His book, Coined: The Rich Life of Money and How Its History Has Shaped Us, was published on March 10, 2015, and was one of Business Insider's top 15 business books coming out in 2015. It examines how and why money has come to play such a central role in everyday life. Topics such as the neuroscience of money behavior and the archaeology of coinage are also examined from and anthropological and historical perspective.

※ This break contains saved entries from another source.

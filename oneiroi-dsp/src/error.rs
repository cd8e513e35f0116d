use core::fmt;

/// Which of the two arena pools a request was served from.
#[derive(Debug, Clone, Copy, PartialEq, Eq)]
pub enum PoolKind {
    /// Small, fast on-die memory.
    Fast,
    /// Large, slower external memory.
    Bulk,
}

impl fmt::Display for PoolKind {
    fn fmt(&self, f: &mut fmt::Formatter<'_>) -> fmt::Result {
        match self {
            PoolKind::Fast => f.write_str("fast"),
            PoolKind::Bulk => f.write_str("bulk"),
        }
    }
}

/// Errors raised while building the engine.
///
/// Nothing in the per-block path returns an error: once construction
/// succeeds, every block is pure arithmetic over pre-sized buffers.
#[derive(Debug, Clone, PartialEq, thiserror::Error)]
pub enum Error {
    /// A pool did not have room for a request.
    #[error("{pool} pool exhausted: requested {requested} bytes, {available} available")]
    PoolExhausted {
        pool: PoolKind,
        requested: usize,
        available: usize,
    },

    /// The engine configuration cannot describe a working engine.
    #[error("invalid configuration: {0}")]
    InvalidConfig(&'static str),
}

pub type Result<T> = core::result::Result<T, Error>;
//! Float array view.
//!
//! [`FloatArray`] borrows a run of samples it does not own. It never
//! allocates after [`FloatArray::create`], and its length is fixed for its
//! whole life. Operations that read one buffer and write another come in two
//! flavours: an in-place form that reads and writes `self`, and an `_into`
//! form that leaves `self` untouched and writes a destination.

pub mod backend;

use core::ops::{Deref, DerefMut};

use backend::{Active, ArrayBackend};

use crate::arena::Arena;
use crate::dsp::rng::XorShift32;
use crate::error::Result;

/// Mutable view over a contiguous run of `f32` samples.
#[derive(Debug, PartialEq)]
pub struct FloatArray<'a> {
    data: &'a mut [f32],
}

impl<'a> FloatArray<'a> {
    /// Wrap existing storage.
    pub fn new(data: &'a mut [f32]) -> Self {
        FloatArray { data }
    }

    /// A zero-length view.
    pub fn empty() -> Self {
        FloatArray { data: &mut [] }
    }

    /// Take `len` zeroed samples from the arena.
    pub fn create(arena: &mut Arena<'a>, len: usize) -> Result<Self> {
        Ok(FloatArray::new(arena.alloc_floats(len)?))
    }

    /// Give the underlying storage back.
    pub fn into_inner(self) -> &'a mut [f32] {
        self.data
    }

    /// Shorter-lived view over the same samples.
    pub fn reborrow(&mut self) -> FloatArray<'_> {
        FloatArray {
            data: &mut *self.data,
        }
    }

    /// View over `len` samples starting at `offset`. Both views alias.
    ///
    /// Panics when the range runs past the end.
    pub fn sub_array(&mut self, offset: usize, len: usize) -> FloatArray<'_> {
        FloatArray {
            data: &mut self.data[offset..offset + len],
        }
    }

    pub fn set_all(&mut self, value: f32) {
        Active::fill(self.data, value);
    }

    pub fn clear(&mut self) {
        self.set_all(0.0);
    }

    // --- statistics ---

    /// Smallest value and the index of its first occurrence.
    pub fn min(&self) -> (f32, usize) {
        Active::min(&*self.data)
    }

    /// Largest value and the index of its first occurrence.
    pub fn max(&self) -> (f32, usize) {
        Active::max(&*self.data)
    }

    pub fn min_value(&self) -> f32 {
        self.min().0
    }

    pub fn min_index(&self) -> usize {
        self.min().1
    }

    pub fn max_value(&self) -> f32 {
        self.max().0
    }

    pub fn max_index(&self) -> usize {
        self.max().1
    }

    pub fn sum(&self) -> f32 {
        Active::sum(&*self.data)
    }

    /// Sum of squares.
    pub fn power(&self) -> f32 {
        Active::power(&*self.data)
    }

    /// Arithmetic mean; zero for an empty array.
    pub fn mean(&self) -> f32 {
        if self.data.is_empty() {
            return 0.0;
        }
        self.sum() / self.data.len() as f32
    }

    /// Root mean square; zero for an empty array.
    pub fn rms(&self) -> f32 {
        if self.data.is_empty() {
            return 0.0;
        }
        libm::sqrtf(self.power() / self.data.len() as f32)
    }

    /// Sample variance (divides by `n - 1`); zero below two samples.
    pub fn variance(&self) -> f32 {
        let n = self.data.len();
        if n < 2 {
            return 0.0;
        }
        let sum = self.sum();
        (self.power() - sum * sum / n as f32) / (n - 1) as f32
    }

    pub fn standard_deviation(&self) -> f32 {
        libm::sqrtf(self.variance())
    }

    // --- unary shaping ---

    /// Absolute value of every sample.
    pub fn rectify(&mut self) {
        Active::abs(self.data);
    }

    pub fn rectify_into(&self, dest: &mut [f32]) {
        Active::abs_into(&*self.data, dest);
    }

    pub fn reverse(&mut self) {
        self.data.reverse();
    }

    pub fn reverse_into(&self, dest: &mut [f32]) {
        for (d, s) in dest.iter_mut().zip(self.data.iter().rev()) {
            *d = *s;
        }
    }

    pub fn reciprocal(&mut self) {
        for x in self.data.iter_mut() {
            *x = 1.0 / *x;
        }
    }

    pub fn reciprocal_into(&self, dest: &mut [f32]) {
        for (d, s) in dest.iter_mut().zip(self.data.iter()) {
            *d = 1.0 / s;
        }
    }

    pub fn negate(&mut self) {
        Active::negate(self.data);
    }

    pub fn negate_into(&self, dest: &mut [f32]) {
        Active::negate_into(&*self.data, dest);
    }

    /// Uniform noise in `[-1, 1)`.
    pub fn noise(&mut self, rng: &mut XorShift32) {
        self.noise_range(rng, -1.0, 1.0);
    }

    /// Uniform noise starting at `min` and spanning `|max - min|`.
    pub fn noise_range(&mut self, rng: &mut XorShift32, min: f32, max: f32) {
        let amplitude = libm::fabsf(max - min);
        for x in self.data.iter_mut() {
            *x = rng.next_f32() * amplitude + min;
        }
    }

    /// Clamp to `[-1, 1]`.
    pub fn clip(&mut self) {
        self.clip_range(1.0);
    }

    /// Clamp to `[-range, range]`.
    pub fn clip_range(&mut self, range: f32) {
        self.clip_between(-range, range);
    }

    pub fn clip_between(&mut self, min: f32, max: f32) {
        for x in self.data.iter_mut() {
            if *x > max {
                *x = max;
            } else if *x < min {
                *x = min;
            }
        }
    }

    /// Cubic soft clip with unity slope at the origin.
    ///
    /// Output reaches ±1 with zero slope at ±1.5 and holds there.
    pub fn softclip(&mut self) {
        for x in self.data.iter_mut() {
            *x = softclip_sample(*x);
        }
    }

    pub fn softclip_into(&self, dest: &mut [f32]) {
        for (d, s) in dest.iter_mut().zip(self.data.iter()) {
            *d = softclip_sample(*s);
        }
    }

    pub fn tanh(&mut self) {
        for x in self.data.iter_mut() {
            *x = libm::tanhf(*x);
        }
    }

    pub fn tanh_into(&self, dest: &mut [f32]) {
        for (d, s) in dest.iter_mut().zip(self.data.iter()) {
            *d = libm::tanhf(*s);
        }
    }

    // --- arithmetic ---

    pub fn add(&mut self, operand: &[f32]) {
        Active::add(self.data, operand);
    }

    pub fn add_into(&self, operand: &[f32], dest: &mut [f32]) {
        Active::add_into(&*self.data, operand, dest);
    }

    pub fn add_scalar(&mut self, value: f32) {
        Active::offset(self.data, value);
    }

    pub fn add_scalar_into(&self, value: f32, dest: &mut [f32]) {
        Active::offset_into(&*self.data, value, dest);
    }

    pub fn subtract(&mut self, operand: &[f32]) {
        Active::sub(self.data, operand);
    }

    pub fn subtract_into(&self, operand: &[f32], dest: &mut [f32]) {
        Active::sub_into(&*self.data, operand, dest);
    }

    pub fn subtract_scalar(&mut self, value: f32) {
        Active::offset(self.data, -value);
    }

    pub fn multiply(&mut self, operand: &[f32]) {
        Active::mul(self.data, operand);
    }

    pub fn multiply_into(&self, operand: &[f32], dest: &mut [f32]) {
        Active::mul_into(&*self.data, operand, dest);
    }

    pub fn multiply_scalar(&mut self, gain: f32) {
        Active::scale(self.data, gain);
    }

    pub fn multiply_scalar_into(&self, gain: f32, dest: &mut [f32]) {
        Active::scale_into(&*self.data, gain, dest);
    }

    // --- signal operations ---

    /// Full convolution with `operand`.
    ///
    /// `dest` needs `len() + operand.len() - 1` samples.
    pub fn convolve(&self, operand: &[f32], dest: &mut [f32]) {
        Active::convolve(&*self.data, operand, dest);
    }

    /// Convolution outputs `offset..offset + samples` only.
    ///
    /// Results land at `dest[offset..offset + samples]`, the same indices a
    /// full convolution would use; `dest[..offset]` is left untouched. `dest`
    /// must therefore be sized for the full convolution.
    pub fn convolve_partial(&self, operand: &[f32], dest: &mut [f32], offset: usize, samples: usize) {
        Active::convolve_partial(&*self.data, operand, dest, offset, samples);
    }

    /// Cross-correlation with `operand`, zeroing all of `dest` first.
    pub fn correlate(&self, operand: &[f32], dest: &mut [f32]) {
        Active::fill(dest, 0.0);
        self.correlate_initialized(operand, dest);
    }

    /// Cross-correlation into a destination the caller has already prepared.
    ///
    /// Writes the first `len() + operand.len() - 1` samples of `dest`; anything
    /// past that keeps its previous contents. `operand` is read back to front
    /// and never modified.
    pub fn correlate_initialized(&self, operand: &[f32], dest: &mut [f32]) {
        if self.data.is_empty() || operand.is_empty() {
            return;
        }
        let last = operand.len() - 1;
        let outputs = (self.data.len() + last).min(dest.len());
        for (n, out) in dest.iter_mut().enumerate().take(outputs) {
            let mut acc = 0.0;
            for k in 0..=last.min(n) {
                if let Some(&x) = self.data.get(n - k) {
                    acc += x * operand[last - k];
                }
            }
            *out = acc;
        }
    }

    pub fn gain_to_decibel(&self, dest: &mut [f32]) {
        for (d, s) in dest.iter_mut().zip(self.data.iter()) {
            *d = libm::log10f(*s) * 20.0;
        }
    }

    pub fn decibel_to_gain(&self, dest: &mut [f32]) {
        for (d, s) in dest.iter_mut().zip(self.data.iter()) {
            *d = libm::powf(10.0, *s * 0.05);
        }
    }

    /// Linear ramp starting at `from`, approaching `to` one step short.
    pub fn ramp(&mut self, from: f32, to: f32) {
        let step = (to - from) / self.data.len() as f32;
        let mut value = from;
        for x in self.data.iter_mut() {
            *x = value;
            value += step;
        }
    }

    /// Multiply by a linear gain ramp from `from` towards `to`.
    pub fn scale(&mut self, from: f32, to: f32) {
        let step = (to - from) / self.data.len() as f32;
        let mut gain = from;
        for x in self.data.iter_mut() {
            *x *= gain;
            gain += step;
        }
    }

    /// [`scale`](Self::scale) into a destination, leaving `self` as is.
    pub fn scale_into(&self, from: f32, to: f32, dest: &mut [f32]) {
        let step = (to - from) / self.data.len() as f32;
        let mut gain = from;
        for (d, s) in dest.iter_mut().zip(self.data.iter()) {
            *d = s * gain;
            gain += step;
        }
    }

    // --- copying ---

    /// Copy as many samples as both sides hold.
    pub fn copy_from(&mut self, source: &[f32]) {
        let n = self.data.len().min(source.len());
        self.data[..n].copy_from_slice(&source[..n]);
    }

    pub fn copy_to(&self, dest: &mut [f32]) {
        let n = self.data.len().min(dest.len());
        dest[..n].copy_from_slice(&self.data[..n]);
    }

    /// Copy `len` samples from `source[source_offset..]` to `self[dest_offset..]`.
    pub fn insert(&mut self, source: &[f32], source_offset: usize, dest_offset: usize, len: usize) {
        self.data[dest_offset..dest_offset + len]
            .copy_from_slice(&source[source_offset..source_offset + len]);
    }

    /// Move `len` samples within the array; ranges may overlap.
    pub fn move_within(&mut self, from: usize, to: usize, len: usize) {
        self.data.copy_within(from..from + len, to);
    }

    /// Same length and same samples.
    pub fn equals(&self, other: &[f32]) -> bool {
        self.data == other
    }
}

impl Deref for FloatArray<'_> {
    type Target = [f32];

    fn deref(&self) -> &[f32] {
        self.data
    }
}

impl DerefMut for FloatArray<'_> {
    fn deref_mut(&mut self) -> &mut [f32] {
        self.data
    }
}

impl<'a> From<&'a mut [f32]> for FloatArray<'a> {
    fn from(data: &'a mut [f32]) -> Self {
        FloatArray::new(data)
    }
}

#[inline(always)]
pub(crate) fn softclip_sample(x: f32) -> f32 {
    let x = x.clamp(-1.5, 1.5);
    (x - (4.0 / 27.0) * x * x * x).clamp(-1.0, 1.0)
}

In March 2015, Coined became a New York Times and Wall Street Journal best seller. The New York Times said of Coined, "If you've been waiting for an economic version of Eat, Pray, Love,' this may be it." The Financial Times called Coined, "An eclectic and sometimes personal inquiry into the roots of finance takes in everything from Galápagos turtles to Apple Pay."

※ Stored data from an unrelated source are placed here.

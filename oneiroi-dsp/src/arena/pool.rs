use core::mem;

/// Bump allocator over one fixed byte region.
///
/// Requests are carved off the front of the remaining region; nothing is
/// ever handed back. `used` counts requested bytes only, `offset` also counts
/// the padding inserted to satisfy alignment.
pub struct Pool<'a> {
    /// Not yet handed out.
    remaining: &'a mut [u8],
    /// Total bytes in the region.
    capacity: usize,
    /// Bytes consumed including alignment padding.
    offset: usize,
    /// Bytes requested by callers.
    used: usize,
}

impl<'a> Pool<'a> {
    /// Wrap a region. Its contents are irrelevant; every allocation is zeroed.
    pub fn new(region: &'a mut [u8]) -> Self {
        let capacity = region.len();
        Pool {
            remaining: region,
            capacity,
            offset: 0,
            used: 0,
        }
    }

    /// Total size of the region in bytes.
    pub fn capacity(&self) -> usize {
        self.capacity
    }

    /// Sum of all requested sizes so far.
    pub fn used(&self) -> usize {
        self.used
    }

    /// Bytes consumed from the region, alignment padding included.
    pub fn offset(&self) -> usize {
        self.offset
    }

    /// Bytes still available, before any alignment padding.
    pub fn available(&self) -> usize {
        self.remaining.len()
    }

    /// Whether a request of `size` bytes at `align` would fit.
    pub fn fits(&self, size: usize, align: usize) -> bool {
        self.padding(align)
            .checked_add(size)
            .is_some_and(|total| total <= self.remaining.len())
    }

    fn padding(&self, align: usize) -> usize {
        self.remaining.as_ptr().align_offset(align)
    }

    /// Carve `size` zeroed bytes aligned to `align` off the region.
    ///
    /// Returns `None` when the region cannot hold the request.
    pub fn try_alloc(&mut self, size: usize, align: usize) -> Option<&'a mut [u8]> {
        if !self.fits(size, align) {
            return None;
        }
        let pad = self.padding(align);
        let region = mem::take(&mut self.remaining);
        let (head, tail) = region.split_at_mut(pad + size);
        self.remaining = tail;
        self.offset += pad + size;
        self.used += size;

        let block = &mut head[pad..];
        block.fill(0);
        Some(block)
    }

    /// Fraction of the region handed out, in `[0, 1]`.
    pub fn utilization(&self) -> f32 {
        if self.capacity == 0 {
            return 0.0;
        }
        self.used as f32 / self.capacity as f32
    }
}

#[cfg(test)]
mod tests {
    use super::*;

    #[test]
    fn alloc_returns_requested_size() {
        let mut region = [0xAAu8; 64];
        let mut pool = Pool::new(&mut region);
        let block = pool.try_alloc(10, 1).unwrap();
        assert_eq!(block.len(), 10);
        assert_eq!(pool.used(), 10);
        assert_eq!(pool.offset(), 10);
    }

    #[test]
    fn alloc_zeroes_data() {
        let mut region = [0xAAu8; 32];
        let mut pool = Pool::new(&mut region);
        let block = pool.try_alloc(16, 1).unwrap();
        assert!(block.iter().all(|&b| b == 0));
    }

    #[test]
    fn alloc_respects_alignment() {
        let mut region = [0u8; 64];
        let mut pool = Pool::new(&mut region);
        pool.try_alloc(1, 1).unwrap();
        let block = pool.try_alloc(8, 4).unwrap();
        assert_eq!(block.as_ptr() as usize % 4, 0);
        // Padding shows up in the offset but not in the used count.
        assert_eq!(pool.used(), 9);
        assert!(pool.offset() >= pool.used());
    }

    #[test]
    fn alloc_exhaustion() {
        let mut region = [0u8; 16];
        let mut pool = Pool::new(&mut region);
        assert!(pool.try_alloc(12, 1).is_some());
        assert!(pool.try_alloc(8, 1).is_none());
        // A failed request leaves the pool untouched.
        assert_eq!(pool.used(), 12);
        assert!(pool.try_alloc(4, 1).is_some());
        assert_eq!(pool.available(), 0);
    }

    #[test]
    fn zero_sized_request() {
        let mut region = [0u8; 4];
        let mut pool = Pool::new(&mut region);
        assert_eq!(pool.try_alloc(0, 1).unwrap().len(), 0);
        assert_eq!(pool.used(), 0);
    }

    #[test]
    fn utilization_ratio() {
        let mut region = [0u8; 100];
        let mut pool = Pool::new(&mut region);
        pool.try_alloc(25, 1).unwrap();
        assert!((pool.utilization() - 0.25).abs() < 1e-6);
    }
}
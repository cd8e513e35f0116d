use super::ArrayBackend;

/// Straight sample-by-sample loops.
pub struct Scalar;

impl ArrayBackend for Scalar {
    fn fill(dst: &mut [f32], value: f32) {
        for d in dst.iter_mut() {
            *d = value;
        }
    }

    fn add(dst: &mut [f32], src: &[f32]) {
        for (d, s) in dst.iter_mut().zip(src) {
            *d += s;
        }
    }

    fn add_into(a: &[f32], b: &[f32], dst: &mut [f32]) {
        for ((d, x), y) in dst.iter_mut().zip(a).zip(b) {
            *d = x + y;
        }
    }

    fn sub(dst: &mut [f32], src: &[f32]) {
        for (d, s) in dst.iter_mut().zip(src) {
            *d -= s;
        }
    }

    fn sub_into(a: &[f32], b: &[f32], dst: &mut [f32]) {
        for ((d, x), y) in dst.iter_mut().zip(a).zip(b) {
            *d = x - y;
        }
    }

    fn mul(dst: &mut [f32], src: &[f32]) {
        for (d, s) in dst.iter_mut().zip(src) {
            *d *= s;
        }
    }

    fn mul_into(a: &[f32], b: &[f32], dst: &mut [f32]) {
        for ((d, x), y) in dst.iter_mut().zip(a).zip(b) {
            *d = x * y;
        }
    }

    fn scale(dst: &mut [f32], gain: f32) {
        for d in dst.iter_mut() {
            *d *= gain;
        }
    }

    fn scale_into(src: &[f32], gain: f32, dst: &mut [f32]) {
        for (d, s) in dst.iter_mut().zip(src) {
            *d = s * gain;
        }
    }

    fn offset(dst: &mut [f32], value: f32) {
        for d in dst.iter_mut() {
            *d += value;
        }
    }

    fn offset_into(src: &[f32], value: f32, dst: &mut [f32]) {
        for (d, s) in dst.iter_mut().zip(src) {
            *d = s + value;
        }
    }

    fn negate(dst: &mut [f32]) {
        for d in dst.iter_mut() {
            *d = -*d;
        }
    }

    fn negate_into(src: &[f32], dst: &mut [f32]) {
        for (d, s) in dst.iter_mut().zip(src) {
            *d = -s;
        }
    }

    fn abs(dst: &mut [f32]) {
        for d in dst.iter_mut() {
            *d = libm::fabsf(*d);
        }
    }

    fn abs_into(src: &[f32], dst: &mut [f32]) {
        for (d, s) in dst.iter_mut().zip(src) {
            *d = libm::fabsf(*s);
        }
    }

    fn sum(src: &[f32]) -> f32 {
        let mut acc = 0.0;
        for s in src {
            acc += s;
        }
        acc
    }

    fn power(src: &[f32]) -> f32 {
        let mut acc = 0.0;
        for s in src {
            acc += s * s;
        }
        acc
    }

    fn min(src: &[f32]) -> (f32, usize) {
        let Some(&first) = src.first() else {
            return (0.0, 0);
        };
        let mut best = (first, 0);
        for (i, &v) in src.iter().enumerate().skip(1) {
            if v < best.0 {
                best = (v, i);
            }
        }
        best
    }

    fn max(src: &[f32]) -> (f32, usize) {
        let Some(&first) = src.first() else {
            return (0.0, 0);
        };
        let mut best = (first, 0);
        for (i, &v) in src.iter().enumerate().skip(1) {
            if v > best.0 {
                best = (v, i);
            }
        }
        best
    }

    fn convolve(a: &[f32], b: &[f32], dst: &mut [f32]) {
        if a.is_empty() || b.is_empty() {
            return;
        }
        let n = a.len() + b.len() - 1;
        Self::convolve_partial(a, b, dst, 0, n);
    }

    fn convolve_partial(a: &[f32], b: &[f32], dst: &mut [f32], offset: usize, samples: usize) {
        let end = (offset + samples).min(dst.len());
        for n in offset..end {
            let mut acc = 0.0;
            for (k, &h) in b.iter().enumerate() {
                // a[n - k], skipping indices outside a
                if k > n {
                    break;
                }
                if let Some(&x) = a.get(n - k) {
                    acc += x * h;
                }
            }
            dst[n] = acc;
        }
    }
}

#[cfg(test)]
mod tests {
    use super::*;

    #[test]
    fn full_convolution() {
        let a = [1.0, 2.0, 3.0];
        let b = [0.0, 1.0, 0.5];
        let mut out = [0.0; 5];
        Scalar::convolve(&a, &b, &mut out);
        assert_eq!(out, [0.0, 1.0, 2.5, 4.0, 1.5]);
    }

    #[test]
    fn min_max_pick_first_occurrence() {
        let data = [3.0, -1.0, 7.0, -1.0, 7.0];
        assert_eq!(Scalar::min(&data), (-1.0, 1));
        assert_eq!(Scalar::max(&data), (7.0, 2));
        assert_eq!(Scalar::max(&[]), (0.0, 0));
    }
}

His children's book The Wheels on the Tuk Tuk was published by Simon & Schuster in January 2016. Publishers Weekly described the book as, "a wonderfully accessible introduction to daily life in another place."

Kabir Sehgal wrote a book of poetry with Deepak Chopra, Home: Where Everyone is Welcome, which was published by Grand Central Publishing in August 2017. The book is composed of 34 poems inspired various American immigrants such as Albert Einstein and Madeleine Albright. The book became a Publishers Weekly bestseller.

Sehgal's book Fandango at the Wall was published by Grand Central Publishing in October 2018. It describes the Mexican traditions of fandango and son jarocho music. It comes with a music CD that combines Afro Latin Jazz and son jarocho music. It also details the history of the relationship between the United States and Mexico. The foreword to the book is written by Douglas Brinkley and the afterword is by Andrew Young. The book was nominated for an Audie Award for Best Original work in 2019.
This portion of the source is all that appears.